Le Pentagone prévoit de retirer environ 5,000 soldats américains d'Allemagne d'ici un an, réduisant une importante plaque tournante militaire américaine en Europe.
Le Pentagone retirera environ 5,000 soldats américains d'Allemagne au cours des six à douze prochains mois, ont déclaré vendredi des responsables de la défense américains, réduisant l'une des plus grandes implantations militaires américaines à l'étranger alors que les tensions s'accentuent entre le président Donald Trump et le chancelier allemand Friedrich Merz au sujet de la guerre avec l'Iran.
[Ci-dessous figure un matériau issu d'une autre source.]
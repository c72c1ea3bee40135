//! Fixed-layout records exchanged with the trace-owning kernel component.
//!
//! Every type in this crate crosses the user/kernel boundary unchanged, so
//! field order, width, and padding must match the device ABI exactly
//! (x86-64 C layout). Padding that a C compiler would insert implicitly is
//! spelled out as `_pad` fields so the structs stay free of uninitialized
//! bytes, and each layout is pinned by a compile-time size assertion.

pub mod bts;
pub mod lbr;
mod request;

pub use crate::{
    bts::{BtsConfig, BtsDataHeader, BtsRecord, BtsRequest},
    lbr::{LbrConfig, LbrDataHeader, LbrRequest, LbrStackEntry},
    request::{RequestEnvelope, TraceCommand},
};

/// Number of LBR slots assumed when the hardware capacity is unknown.
///
/// Matches the device's `MAX_LBR_LIST_LEN`; real hardware varies per
/// microarchitecture but the device always materializes this many slots.
pub const LBR_DEFAULT_CAPACITY: usize = 0x20;

/// Number of BTS records allocated when the caller does not request a
/// specific buffer size (`MAX_BTS_LIST_LEN` in the device headers).
pub const BTS_DEFAULT_CAPACITY: usize = 0x400;

/// Control code for all requests, `_IO('l', 0)` in the device's terms.
/// The actual operation is selected by [`TraceCommand`] inside the
/// envelope, not by the ioctl code.
pub const DEVICE_IOCTL_CODE: u64 = (b'l' as u64) << 8;

/// Default path of the trace device's proc interface.
pub const DEVICE_DEFAULT_PATH: &str = "/proc/libiht-info";
mod common;

use common::{Part, get, logo_png, post_generate, spawn_server};
use qrmark::{QrEncoder, QrmarkConfig};

#[tokio::test(flavor = "multi_thread", worker_threads = 2)]
async fn missing_data_is_bad_request() {
    let addr = spawn_server(QrmarkConfig::default()).await;

    let response = post_generate(addr, &[Part::text("position", "center")]).await;
    assert_eq!(response.status, 400, "unexpected status: {}", response.head);

    let payload = response.json();
    assert_eq!(payload["kind"], "missing_data");
    assert_eq!(payload["error"], "No data provided");
    assert!(response.header("x-request-id").is_some());
}

#[tokio::test(flavor = "multi_thread", worker_threads = 2)]
async fn plain_request_returns_raw_qr_png() {
    let addr = spawn_server(QrmarkConfig::default()).await;

    let response = post_generate(addr, &[Part::text("data", "HELLO")]).await;
    assert_eq!(response.status, 200, "unexpected status: {}", response.head);
    assert_eq!(response.header("content-type").as_deref(), Some("image/png"));
    assert!(response.header("x-process-time").is_some());
    assert!(response.header("x-qr-scannable").is_none());

    let image = image::load_from_memory(&response.body).expect("decode png");
    assert_eq!((image.width(), image.height()), (290, 290));
    assert_eq!(image.to_luma8(), QrEncoder::new().encode("HELLO").unwrap());
}

#[tokio::test(flavor = "multi_thread", worker_threads = 2)]
async fn empty_watermark_part_is_ignored() {
    let addr = spawn_server(QrmarkConfig::default()).await;

    let response = post_generate(
        addr,
        &[
            Part::text("data", "HELLO"),
            Part::file("watermark", "", Vec::new()),
            Part::text("transparency", "not-a-number"),
        ],
    )
    .await;
    assert_eq!(response.status, 200, "unexpected status: {}", response.head);
}

#[tokio::test(flavor = "multi_thread", worker_threads = 2)]
async fn watermarked_request_keeps_qr_dimensions() {
    let addr = spawn_server(QrmarkConfig::default()).await;

    let response = post_generate(
        addr,
        &[
            Part::text("data", "HELLO"),
            Part::file("watermark", "logo.png", logo_png(200, 100)),
            Part::text("position", "bottom-right"),
            Part::text("transparency", "128"),
            Part::text("scale", "0.25"),
        ],
    )
    .await;
    assert_eq!(response.status, 200, "unexpected status: {}", response.head);

    let image = image::load_from_memory(&response.body).expect("decode png");
    assert!(matches!(image, image::DynamicImage::ImageRgb8(_)));
    assert_eq!((image.width(), image.height()), (290, 290));

    // Quiet-zone pixel inside the bottom-right overlay (208..280, 244..280) is tinted
    let tinted = image.to_rgb8().get_pixel(275, 275).0;
    assert_ne!(tinted, [255, 255, 255]);
    // Quiet-zone pixel outside it is not
    assert_eq!(image.to_rgb8().get_pixel(5, 5).0, [255, 255, 255]);
}

#[tokio::test(flavor = "multi_thread", worker_threads = 2)]
async fn out_of_range_transparency_is_rejected() {
    let addr = spawn_server(QrmarkConfig::default()).await;

    let response = post_generate(
        addr,
        &[
            Part::text("data", "HELLO"),
            Part::file("watermark", "logo.png", logo_png(20, 20)),
            Part::text("transparency", "300"),
        ],
    )
    .await;
    assert_eq!(response.status, 400, "unexpected status: {}", response.head);
    assert_eq!(response.json()["kind"], "invalid_parameter");
}

#[tokio::test(flavor = "multi_thread", worker_threads = 2)]
async fn zero_scale_is_rejected() {
    let addr = spawn_server(QrmarkConfig::default()).await;

    let response = post_generate(
        addr,
        &[
            Part::text("data", "HELLO"),
            Part::file("watermark", "logo.png", logo_png(20, 20)),
            Part::text("scale", "0"),
        ],
    )
    .await;
    assert_eq!(response.status, 400, "unexpected status: {}", response.head);
    assert_eq!(response.json()["kind"], "invalid_parameter");
}

#[tokio::test(flavor = "multi_thread", worker_threads = 2)]
async fn corrupt_watermark_is_unprocessable() {
    let addr = spawn_server(QrmarkConfig::default()).await;

    let response = post_generate(
        addr,
        &[
            Part::text("data", "HELLO"),
            Part::file("watermark", "logo.png", b"not an image at all".to_vec()),
        ],
    )
    .await;
    assert_eq!(response.status, 422, "unexpected status: {}", response.head);
    assert_eq!(response.json()["kind"], "image_load");
}

#[tokio::test(flavor = "multi_thread", worker_threads = 2)]
async fn tall_sliver_watermark_is_rejected() {
    let addr = spawn_server(QrmarkConfig::default()).await;

    let sliver = logo_png(1, 100_000);
    assert!(sliver.len() < QrmarkConfig::default().server.max_upload_bytes);

    let response = post_generate(
        addr,
        &[
            Part::text("data", "HELLO"),
            Part::file("watermark", "sliver.png", sliver),
            Part::text("scale", "1.0"),
        ],
    )
    .await;
    assert_eq!(response.status, 400, "unexpected status: {}", response.head);
    assert_eq!(response.json()["kind"], "invalid_parameter");

    // The service is still up
    let response = post_generate(addr, &[Part::text("data", "HELLO")]).await;
    assert_eq!(response.status, 200);
}

#[tokio::test(flavor = "multi_thread", worker_threads = 2)]
async fn verification_header_is_reported() {
    let mut config = QrmarkConfig::default();
    config.qr.verify_output = true;
    let addr = spawn_server(config).await;

    let response = post_generate(
        addr,
        &[
            Part::text("data", "HELLO"),
            Part::file("watermark", "logo.png", logo_png(40, 40)),
            Part::text("transparency", "60"),
            Part::text("scale", "0.15"),
        ],
    )
    .await;
    assert_eq!(response.status, 200, "unexpected status: {}", response.head);
    assert_eq!(response.header("x-qr-scannable").as_deref(), Some("true"));
}

#[tokio::test(flavor = "multi_thread", worker_threads = 2)]
async fn metrics_route_absent_when_disabled() {
    let addr = spawn_server(QrmarkConfig::default()).await;

    let response = get(addr, "/metrics").await;
    assert_eq!(response.status, 404);
}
Le principal porte-parole du Pentagone, Sean Parnell, a déclaré que cette mesure faisait suite à un examen de la posture des forces américaines en Europe. “This decision follows a thorough review of the Department’s force posture in Europe and is in recognition of theater requirements and conditions on the ground,” a déclaré Parnell dans un communiqué.
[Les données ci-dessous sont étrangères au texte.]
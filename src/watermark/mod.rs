//! Watermark compositing
//!
//! An overlay image is scaled relative to the QR raster, its alpha channel is
//! capped to the requested opacity, and the result is blended onto the QR
//! code at one of five anchor positions.

mod compositor;
mod position;

pub use compositor::{MAX_OVERLAY_PIXELS, compose, decode_image, prepare_overlay, target_size};
pub use position::{MARGIN, Position};

use crate::error::{Error, Result};

/// Opacity cap applied when none is supplied
pub const DEFAULT_OPACITY: u8 = 128;

/// Overlay width as a fraction of source width when none is supplied
pub const DEFAULT_SCALE: f64 = 0.25;

/// Validated compositing parameters
#[derive(Debug, Clone, Copy, PartialEq)]
pub struct WatermarkParams {
    /// Anchor the overlay is placed against
    pub position: Position,
    /// Upper bound for every overlay pixel's alpha
    pub opacity: u8,
    /// Overlay width as a fraction of the source width, in (0, 1]
    pub scale: f64,
}

impl WatermarkParams {
    /// Build parameters from caller-supplied values, rejecting anything out of range.
    pub fn new(position: Position, opacity: i64, scale: f64) -> Result<Self> {
        let opacity = u8::try_from(opacity).map_err(|_| {
            Error::InvalidParameter(format!("transparency must be within 0..=255, got {opacity}"))
        })?;

        if !scale.is_finite() || scale <= 0.0 || scale > 1.0 {
            return Err(Error::InvalidParameter(format!(
                "scale must be within (0, 1], got {scale}"
            )));
        }

        Ok(Self {
            position,
            opacity,
            scale,
        })
    }

    /// Parse the raw string form fields used by the HTTP and CLI surfaces.
    ///
    /// Missing fields take the values in `defaults`.
    pub fn from_fields(
        position: Option<&str>,
        transparency: Option<&str>,
        scale: Option<&str>,
        defaults: &WatermarkParams,
    ) -> Result<Self> {
        let position = position
            .map(Position::parse)
            .unwrap_or(defaults.position);

        let opacity = match transparency.map(str::trim) {
            Some(raw) => raw.parse::<i64>().map_err(|e| {
                Error::InvalidParameter(format!("transparency '{raw}' is not an integer: {e}"))
            })?,
            None => i64::from(defaults.opacity),
        };

        let scale = match scale.map(str::trim) {
            Some(raw) => raw.parse::<f64>().map_err(|e| {
                Error::InvalidParameter(format!("scale '{raw}' is not a number: {e}"))
            })?,
            None => defaults.scale,
        };

        Self::new(position, opacity, scale)
    }
}

impl Default for WatermarkParams {
    fn default() -> Self {
        Self {
            position: Position::Center,
            opacity: DEFAULT_OPACITY,
            scale: DEFAULT_SCALE,
        }
    }
}

#[cfg(test)]
mod tests {
    use super::*;

    #[test]
    fn test_defaults() {
        let params = WatermarkParams::default();
        assert_eq!(params.position, Position::Center);
        assert_eq!(params.opacity, 128);
        assert_eq!(params.scale, 0.25);
    }

    #[test]
    fn test_scale_bounds() {
        assert!(WatermarkParams::new(Position::Center, 128, 1.0).is_ok());
        for bad in [0.0, -0.5, 1.01, f64::NAN, f64::INFINITY] {
            let err = WatermarkParams::new(Position::Center, 128, bad).unwrap_err();
            assert!(matches!(err, Error::InvalidParameter(_)), "scale {bad}");
        }
    }

    #[test]
    fn test_opacity_bounds() {
        assert!(WatermarkParams::new(Position::Center, 0, 0.25).is_ok());
        assert!(WatermarkParams::new(Position::Center, 255, 0.25).is_ok());
        for bad in [-1, 256, 1000] {
            let err = WatermarkParams::new(Position::Center, bad, 0.25).unwrap_err();
            assert!(matches!(err, Error::InvalidParameter(_)), "opacity {bad}");
        }
    }

    #[test]
    fn test_from_fields_uses_defaults() {
        let params =
            WatermarkParams::from_fields(None, None, None, &WatermarkParams::default()).unwrap();
        assert_eq!(params, WatermarkParams::default());
    }

    #[test]
    fn test_from_fields_parses_values() {
        let params = WatermarkParams::from_fields(
            Some("top-right"),
            Some(" 200 "),
            Some("0.5"),
            &WatermarkParams::default(),
        )
        .unwrap();
        assert_eq!(params.position, Position::TopRight);
        assert_eq!(params.opacity, 200);
        assert_eq!(params.scale, 0.5);
    }

    #[test]
    fn test_from_fields_rejects_garbage() {
        let defaults = WatermarkParams::default();
        assert!(matches!(
            WatermarkParams::from_fields(None, Some("lots"), None, &defaults),
            Err(Error::InvalidParameter(_))
        ));
        assert!(matches!(
            WatermarkParams::from_fields(None, None, Some("big"), &defaults),
            Err(Error::InvalidParameter(_))
        ));
        assert!(matches!(
            WatermarkParams::from_fields(None, Some("300"), None, &defaults),
            Err(Error::InvalidParameter(_))
        ));
    }
}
La décision intervient en plein milieu d'une rupture publique entre Trump et Merz, qui a critiqué la gestion de l'Iran par Washington et a déclaré que les États-Unis n'avaient pas de stratégie de sortie claire. Trump a répondu cette semaine en affirmant que son administration examinait les niveaux de troupes en Allemagne et a accusé Merz de mal comprendre la menace nucléaire iranienne.
L'Allemagne accueille plus de 35,000 militaires américains en service actif, plus que tout autre pays européen. Elle abrite le Commandement européen des États-Unis et le Commandement des États-Unis pour l'Afrique, et la base aérienne de Ramstein est une plaque tournante centrale des opérations militaires américaines. Des responsables de la défense ont indiqué que la réduction ne toucherait pas le transport ou le traitement des soldats blessés au Landstuhl Regional Medical Center, le plus grand hôpital américain à l'étranger.
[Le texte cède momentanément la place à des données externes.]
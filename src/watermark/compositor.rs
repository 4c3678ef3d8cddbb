//! Resize, alpha-cap and blend an overlay onto a source raster

use super::WatermarkParams;
use crate::error::{Error, Result};
use image::imageops::{self, FilterType};
use image::{DynamicImage, RgbImage, RgbaImage};

/// Largest resized overlay, in pixels, the compositor will allocate
pub const MAX_OVERLAY_PIXELS: u64 = 4096 * 4096;

/// Decode raster bytes in any format the `image` crate recognises.
pub fn decode_image(bytes: &[u8]) -> Result<DynamicImage> {
    let image = image::load_from_memory(bytes).map_err(|e| Error::ImageLoad(e.to_string()))?;
    if image.width() == 0 || image.height() == 0 {
        return Err(Error::ImageLoad("image has zero width or height".to_string()));
    }
    Ok(image)
}

/// Overlay dimensions for a source of `source_width` pixels.
///
/// Width is `floor(source_width * scale)`; height keeps the overlay's original
/// aspect ratio, rounded to the nearest pixel. Targets above
/// [`MAX_OVERLAY_PIXELS`] are rejected before anything is allocated.
pub fn target_size(source_width: u32, overlay: (u32, u32), scale: f64) -> Result<(u32, u32)> {
    let (overlay_width, overlay_height) = overlay;
    if overlay_width == 0 || overlay_height == 0 {
        return Err(Error::ImageLoad(
            "watermark has zero width or height".to_string(),
        ));
    }

    let width = (f64::from(source_width) * scale).floor() as u32;
    let raw_height =
        (f64::from(width) * (f64::from(overlay_height) / f64::from(overlay_width))).round();

    if f64::from(width) * raw_height > MAX_OVERLAY_PIXELS as f64 {
        return Err(Error::InvalidParameter(format!(
            "scale {scale} stretches a {overlay_width}x{overlay_height} watermark to {width}x{raw_height} on a {source_width} px wide image, above the {MAX_OVERLAY_PIXELS} pixel limit"
        )));
    }

    let height = raw_height as u32;
    if width == 0 || height == 0 {
        return Err(Error::InvalidParameter(format!(
            "scale {scale} shrinks a {overlay_width}x{overlay_height} watermark to {width}x{height} on a {source_width} px wide image"
        )));
    }

    Ok((width, height))
}

/// Resized copy of `overlay` with every alpha value capped at `params.opacity`.
pub fn prepare_overlay(
    source_width: u32,
    overlay: &DynamicImage,
    params: &WatermarkParams,
) -> Result<RgbaImage> {
    let (width, height) = target_size(source_width, (overlay.width(), overlay.height()), params.scale)?;

    let mut resized = imageops::resize(&overlay.to_rgba8(), width, height, FilterType::Lanczos3);
    for pixel in resized.pixels_mut() {
        pixel.0[3] = pixel.0[3].min(params.opacity);
    }

    Ok(resized)
}

/// Blend `overlay` onto `source` and flatten to RGB.
///
/// The output always has the source's dimensions. Overlay pixels falling
/// outside the source are dropped.
pub fn compose(
    source: &DynamicImage,
    overlay: &DynamicImage,
    params: &WatermarkParams,
) -> Result<RgbImage> {
    let mut canvas = source.to_rgba8();
    let prepared = prepare_overlay(canvas.width(), overlay, params)?;
    let (x, y) = params
        .position
        .offset(canvas.dimensions(), prepared.dimensions());

    tracing::debug!(
        position = %params.position,
        opacity = params.opacity,
        width = prepared.width(),
        height = prepared.height(),
        x,
        y,
        "Compositing watermark"
    );

    imageops::overlay(&mut canvas, &prepared, x, y);

    Ok(DynamicImage::ImageRgba8(canvas).to_rgb8())
}
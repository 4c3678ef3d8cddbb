//! Generate a plain and a watermarked QR code and save them to files
//!
//! Usage: cargo run --example watermark_qr

use bytes::Bytes;
use image::{DynamicImage, ImageFormat, Rgba, RgbaImage};
use qrmark::{GenerationRequest, Generator, Position, QrEncoder, WatermarkParams};
use std::io::Cursor;

fn main() -> anyhow::Result<()> {
    // Initialize logging
    tracing_subscriber::fmt::init();

    let generator = Generator::new(QrEncoder::new()).with_verification(true);

    let plain = generator.generate(&GenerationRequest::plain("Hello from qrmark!"))?;
    std::fs::write("qr_output.png", &plain.png)?;
    println!("✓ QR code generated and saved to qr_output.png");

    // A stand-in logo: a blue disc on a transparent background
    let logo = RgbaImage::from_fn(128, 128, |x, y| {
        let (dx, dy) = (x as i32 - 64, y as i32 - 64);
        if dx * dx + dy * dy <= 60 * 60 {
            Rgba([30, 90, 220, 255])
        } else {
            Rgba([0, 0, 0, 0])
        }
    });
    let mut logo_png = Vec::new();
    DynamicImage::ImageRgba8(logo).write_to(&mut Cursor::new(&mut logo_png), ImageFormat::Png)?;

    for position in Position::ALL {
        let params = WatermarkParams::new(position, 160, 0.2)?;
        let request = GenerationRequest::watermarked(
            "https://example.com",
            Bytes::from(logo_png.clone()),
            params,
        );
        let output = generator.generate(&request)?;

        let path = format!("qr_watermark_{position}.png");
        std::fs::write(&path, &output.png)?;
        println!(
            "✓ {path} ({}x{}, scannable: {:?})",
            output.width, output.height, output.scannable
        );
    }

    Ok(())
}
Des responsables ont indiqué que le retrait affecterait une brigade de combat actuellement en Allemagne. Un bataillon de feux à longue portée qui devait être déployé en Allemagne plus tard cette année ne sera plus envoyé là-bas, selon des responsables cités dans le matériel source.
Certains personnels déplacés d'Europe pourraient retourner aux États-Unis avant d'être déployés ailleurs, ont déclaré des responsables, décrivant ce changement comme faisant partie d'une focalisation plus large sur les priorités du territoire national américain et la région Indo-Pacifique. Un haut responsable du Pentagone a également caractérisé cette réduction comme faisant partie de l'effort de l'administration Trump pour que l'Europe assume davantage la responsabilité de sa propre sécurité.
Cette annonce intervient après plusieurs jours d'échanges virulents au sujet du conflit iranien. Merz a déclaré cette semaine que l'Iran humiliait les États-Unis dans les négociations et que les Européens n'avaient pas été consultés avant le début des frappes américaines et israéliennes. Trump a ensuite écrit sur Truth Social que Merz “doesn’t know what he’s talking about” et a déclaré que l'Allemagne se portait mal sur le plan économique et autrement. Merz a déclaré qu'il restait en bons termes avec Trump.
Cette coupe est plus petite qu'un retrait que Trump avait envisagé vers la fin de son premier mandat, lorsqu'il avait ordonné le retrait d'environ 12,000 soldats d'Allemagne. Ce plan a fait face à une résistance bipartite et n'a pas été achevé avant l'entrée en fonction du président Joe Biden, après quoi il a été annulé.
Des responsables de la défense ont déclaré que la nouvelle réduction rapprocherait les niveaux de troupes américaines en Europe de ceux qui prévalaient avant l'invasion de l'Ukraine par la Russie en 2022, qui avait entraîné un renforcement sous Biden. On ne savait pas immédiatement si d'autres retraits américains d'Europe suivraient. Interrogé jeudi sur la possibilité d'envisager de retirer des troupes d'Italie et d'Espagne, Trump a répondu “probably.”
Le prochain test consistera à voir comment le Pentagone met en œuvre cette réduction tout en préservant le rôle de l'Allemagne en tant que plaque tournante du commandement, de la logistique et du soutien médical pour les opérations américaines en Europe, en Afrique et au Moyen-Orient.